Here, we will use the formula of the electric field to calculate the force per unit length on either wire. For calculating the charge on the wire, we will first consider a small charge in the wire, then we will calculate the charge on the whole wire by integrating the equation. Also, the wires are separated by a distance of $R$ .

Complete step by step answer:
Consider two infinitely long parallel wires that are separated by a distance $R$ . Therefore, the electric field on the wire having linear charge density ${\lambda _1}$ is given by
$E = \dfrac{{{\lambda _1}}}{{2\pi {\varepsilon _0}R}}$
Now, let the wires carry current $I$ such that there will be the movement of charges in the wire. Therefore, the charge density will be ${\lambda _1}$. Hence, the charge on the wire will be given by
$dQ = {\lambda _1}dl$
Therefore, the total charge in the wire can be calculated by integrating the above equation between the limits $0$ to $l$ as shown below
$\int {dQ} = \int\limits_0^l {{\lambda _1}dl}$
$\Rightarrow \,{Q_1} = {\lambda _1}\int\limits_0^l {dl}$
$\Rightarrow \,{Q_1} = {\lambda _1}l$
Similarly for second wire, the charge density will be ${\lambda _2}$, hence, the charge on the second wire will be
${Q_2} = {\lambda _2}l$
Now, the force can be calculated as given by
$F = QE$
Therefore, the force on the second wire can be calculated as
$F = {Q_2}E$
Now, putting the values of $Q$ and $E$ in the above equation, we get
$\dfrac{F}{l} = {\lambda _2}l \times \dfrac{{{\lambda _1}}}{{2\pi {\varepsilon _0}R}}$
$\therefore\dfrac{F}{l} = K\dfrac{{2{\lambda _1}{\lambda _2}}}{R}$
Hence, the force per unit length on either wire will be $K\dfrac{{2{\lambda _1}{\lambda _2}}}{R}$ .
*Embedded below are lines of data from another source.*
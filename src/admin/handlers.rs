use axum::{extract::State, routing::get, Json, Router};
use serde::Serialize;
use tracing::instrument;

use crate::{
    auth::dto::PublicUser,
    auth::extractors::AdminUser,
    auth::repo_types::User,
    blogs, leads,
    error::ApiError,
    state::AppState,
};

pub fn routes() -> Router<AppState> {
    Router::new()
        .route("/admin/stats", get(get_stats))
        .route("/users", get(list_users))
}

#[derive(Debug, Serialize)]
struct Stats {
    users: i64,
    blogs: i64,
    leads: i64,
}

#[instrument(skip(state, _admin))]
async fn get_stats(
    State(state): State<AppState>,
    _admin: AdminUser,
) -> Result<Json<Stats>, ApiError> {
    let (users, blogs, leads) = tokio::try_join!(
        User::count(&state.db),
        blogs::repo::count(&state.db),
        leads::repo::count(&state.db),
    )?;

    Ok(Json(Stats {
        users,
        blogs,
        leads,
    }))
}

#[instrument(skip(state, _admin))]
async fn list_users(
    State(state): State<AppState>,
    _admin: AdminUser,
) -> Result<Json<Vec<PublicUser>>, ApiError> {
    let users = User::list_all(&state.db).await?;
    Ok(Json(users.into_iter().map(PublicUser::from).collect()))
}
Hence, the option B is the correct option.

Note: Here, the force per unit length on both the wires will be the same. For this you can take the electric field having linear charge density ${\lambda _2}$ . Putting this value in the formula of force on the wire carrying charge ${Q_1}$ , we will get the same value of force.